• [About this task]
The lines from the first line of the entries through the line containing "path were designed" are to be repeated exactly, with both of those lines included.

━━━━━━━━━━

use uuid::Uuid;

use crate::models::api::PortfolioResponse;
use crate::models::portfolio::{
    AllocationSlice, Portfolio, RiskLevel, BASELINE_BALANCE, MANAGEMENT_FEE_PCT,
};

/// Default allocation tables keyed by risk tolerance, used when the server
/// omits the allocation entirely.
///
/// These tables are intentionally distinct from the local generator's
/// strategy tables: the API-backed path and the offline path were designed
/// separately and have never been unified. Do not merge them without a
/// product decision; downstream snapshots depend on both sets.
type TableRow = (&'static str, f64);

const DEFAULT_VERY_LOW: (&[TableRow], f64) = (
    &[
        ("Treasury Bonds", 45.0),
        ("Municipal Bonds", 25.0),
        ("Money Market Funds", 20.0),
        ("Dividend Equities", 10.0),
    ],
    3.5,
);
const DEFAULT_LOW: (&[TableRow], f64) = (
    &[
        ("Treasury Bonds", 35.0),
        ("Investment Grade Bonds", 25.0),
        ("Dividend Equities", 25.0),
        ("Money Market Funds", 15.0),
    ],
    4.6,
);
const DEFAULT_MODERATE: (&[TableRow], f64) = (
    &[
        ("US Equities", 40.0),
        ("Investment Grade Bonds", 30.0),
        ("International Equities", 20.0),
        ("Money Market Funds", 10.0),
    ],
    6.4,
);
const DEFAULT_HIGH: (&[TableRow], f64) = (
    &[
        ("US Equities", 50.0),
        ("International Equities", 25.0),
        ("High Yield Bonds", 15.0),
        ("Real Estate", 10.0),
    ],
    8.2,
);
const DEFAULT_VERY_HIGH: (&[TableRow], f64) = (
    &[
        ("US Equities", 45.0),
        ("Emerging Market Equities", 25.0),
        ("International Equities", 20.0),
        ("Real Estate", 10.0),
    ],
    10.0,
);

/// Keyword table for asset-class coloring; first case-insensitive substring
/// match wins. Order matters: "government" must come before "bond".
const COLOR_KEYWORDS: &[(&str, &str)] = &[
    ("government", "#386641"),
    ("treasury", "#386641"),
    ("municipal", "#52796F"),
    ("bond", "#6A994E"),
    ("dividend", "#A7C957"),
    ("emerging", "#EE6C4D"),
    ("international", "#3D5A80"),
    ("stock", "#BC4749"),
    ("equit", "#BC4749"),
    ("real estate", "#9C6644"),
    ("reit", "#9C6644"),
    ("commodit", "#FFB703"),
    ("money market", "#8D99AE"),
    ("cash", "#8D99AE"),
];

/// Cycled by position when no keyword matches.
const FALLBACK_PALETTE: &[&str] = &[
    "#0077B6", "#00B4D8", "#90E0EF", "#FFD166", "#EF476F", "#06D6A0",
];

fn default_table(risk_tolerance: &str) -> (&'static [TableRow], f64) {
    match risk_tolerance {
        "very-low" => DEFAULT_VERY_LOW,
        "low" => DEFAULT_LOW,
        "high" => DEFAULT_HIGH,
        "very-high" => DEFAULT_VERY_HIGH,
        _ => DEFAULT_MODERATE,
    }
}

fn score_for_tolerance(risk_tolerance: &str) -> f64 {
    match risk_tolerance {
        "very-low" => 1.0,
        "low" => 2.0,
        "moderate" => 3.0,
        "high" => 4.0,
        "very-high" => 5.0,
        _ => 3.0,
    }
}

/// Picks a color for an asset class: keyword lookup first, positional
/// palette as the fallback.
pub fn color_for_asset(asset_class: &str, index: usize) -> String {
    let lowered = asset_class.to_lowercase();
    for (keyword, color) in COLOR_KEYWORDS {
        if lowered.contains(keyword) {
            return (*color).to_string();
        }
    }
    FALLBACK_PALETTE[index % FALLBACK_PALETTE.len()].to_string()
}

/// Converts a remote portfolio record into a fully populated `Portfolio`,
/// supplying a deterministic default for every optional field.
///
/// Idempotent: normalizing the wire projection of an already-normalized
/// portfolio yields the same portfolio. The local id is therefore derived
/// (uuid v5) from the server id when one exists, and from the resolved name
/// otherwise, never drawn at random.
pub fn normalize_api_portfolio(resp: &PortfolioResponse) -> Portfolio {
    let tolerance = resp.risk_tolerance.as_deref().unwrap_or("moderate");
    let (table, table_return) = default_table(tolerance);

    let risk_score = resp
        .risk_score
        .unwrap_or_else(|| score_for_tolerance(tolerance));
    let risk_level = resp
        .risk_level
        .as_deref()
        .map(RiskLevel::from_label)
        .unwrap_or_else(|| RiskLevel::from_score(risk_score));

    let allocation: Vec<AllocationSlice> = match &resp.allocation {
        Some(rows) if !rows.is_empty() => rows
            .iter()
            .enumerate()
            .map(|(i, row)| AllocationSlice {
                asset_name: row.asset_class.clone(),
                percentage: row.percentage,
                color: row
                    .color
                    .clone()
                    .unwrap_or_else(|| color_for_asset(&row.asset_class, i)),
            })
            .collect(),
        _ => table
            .iter()
            .enumerate()
            .map(|(i, (asset, pct))| AllocationSlice {
                asset_name: (*asset).to_string(),
                percentage: *pct,
                color: color_for_asset(asset, i),
            })
            .collect(),
    };

    let expected_return = resp.expected_return.unwrap_or(table_return);
    let management_fee = resp.management_fee.unwrap_or(MANAGEMENT_FEE_PCT);
    let name = resp
        .name
        .clone()
        .unwrap_or_else(|| format!("{} Portfolio", risk_level.label()));
    let reasoning = resp.reasoning.clone().unwrap_or_else(|| {
        format!(
            "A {} risk portfolio for a {} horizon aimed at {}, targeting {:.1}% \
             annually at a {:.2}% management fee.",
            risk_level.label(),
            resp.time_horizon.as_deref().unwrap_or("medium-term"),
            resp.goal.as_deref().unwrap_or("steady growth"),
            expected_return,
            management_fee,
        )
    });

    let id = match &resp.id {
        Some(api_id) => Uuid::new_v5(&Uuid::NAMESPACE_OID, api_id.as_bytes()),
        None => Uuid::new_v5(&Uuid::NAMESPACE_OID, name.as_bytes()),
    };

    let mut portfolio = Portfolio {
        id,
        api_id: resp.id.clone(),
        name,
        allocation,
        reasoning,
        expected_return,
        management_fee,
        risk_level,
        risk_score,
        balance: 0.0,
        growth: 0.0,
        monthly_fee: 0.0,
        time_horizon: resp.time_horizon.clone(),
        sectors: resp.sectors.clone(),
        restrictions: resp.restrictions.clone(),
        created_at: resp.created_at,
        updated_at: resp.updated_at,
        user_id: resp.user_id.clone(),
    };
    portfolio.set_balance(resp.balance.unwrap_or(BASELINE_BALANCE));
    portfolio
}

#[cfg(test)]
mod tests {
    use super::*;
    use crate::models::api::ApiAllocation;

    fn bare_response() -> PortfolioResponse {
        PortfolioResponse {
            id: Some("srv-42".into()),
            risk_tolerance: Some("low".into()),
            ..Default::default()
        }
    }

    #[test]
    fn missing_fields_all_receive_defaults() {
        let p = normalize_api_portfolio(&bare_response());
        assert_eq!(p.api_id.as_deref(), Some("srv-42"));
        assert_eq!(p.risk_score, 2.0);
        assert_eq!(p.risk_level, RiskLevel::Low);
        assert_eq!(p.name, "Low Portfolio");
        assert_eq!(p.management_fee, MANAGEMENT_FEE_PCT);
        assert_eq!(p.expected_return, 4.6);
        assert_eq!(p.balance, BASELINE_BALANCE);
        assert!(!p.reasoning.is_empty());
        let total: f64 = p.allocation.iter().map(|s| s.percentage).sum();
        assert_eq!(total, 100.0);
    }

    #[test]
    fn normalize_is_idempotent() {
        let once = normalize_api_portfolio(&bare_response());
        let twice = normalize_api_portfolio(&PortfolioResponse::from(&once));
        assert_eq!(once, twice);
    }

    #[test]
    fn keyword_colors_win_over_palette() {
        assert_eq!(color_for_asset("Government Bonds", 0), "#386641");
        assert_eq!(color_for_asset("EMERGING Market Equities", 3), "#EE6C4D");
        // No keyword: positional palette, cycling past its length
        let first = color_for_asset("Collectibles", 0);
        let wrapped = color_for_asset("Collectibles", FALLBACK_PALETTE.len());
        assert_eq!(first, wrapped);
    }

    #[test]
    fn provided_allocation_is_kept_and_colored() {
        let mut resp = bare_response();
        resp.allocation = Some(vec![
            ApiAllocation {
                asset_class: "Green Energy".into(),
                percentage: 60.0,
                color: Some("#123456".into()),
            },
            ApiAllocation {
                asset_class: "Corporate Bonds".into(),
                percentage: 40.0,
                color: None,
            },
        ]);
        let p = normalize_api_portfolio(&resp);
        assert_eq!(p.allocation[0].color, "#123456");
        assert_eq!(p.allocation[1].color, "#6A994E");
        assert_eq!(p.allocation[1].percentage, 40.0);
    }

    #[test]
    fn server_balance_drives_derived_fields() {
        let mut resp = bare_response();
        resp.balance = Some(20_000.0);
        let p = normalize_api_portfolio(&resp);
        assert_eq!(p.growth, 100.0);
        assert!((p.monthly_fee - 0.1667).abs() < 1e-3);
    }

    #[test]
    fn unknown_tolerance_falls_back_to_moderate_table() {
        let mut resp = bare_response();
        resp.risk_tolerance = Some("cowboy".into());
        let p = normalize_api_portfolio(&resp);
        assert_eq!(p.risk_score, 3.0);
        assert_eq!(p.allocation[0].asset_name, "US Equities");
    }
}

━━━━━━━━━━

• [Exercise response]
use uuid::Uuid;

use crate::models::api::PortfolioResponse;
use crate::models::portfolio::{
    AllocationSlice, Portfolio, RiskLevel, BASELINE_BALANCE, MANAGEMENT_FEE_PCT,
};

/// Default allocation tables keyed by risk tolerance, used when the server
/// omits the allocation entirely.
///
/// These tables are intentionally distinct from the local generator's
/// strategy tables: the API-backed path and the offline path were designed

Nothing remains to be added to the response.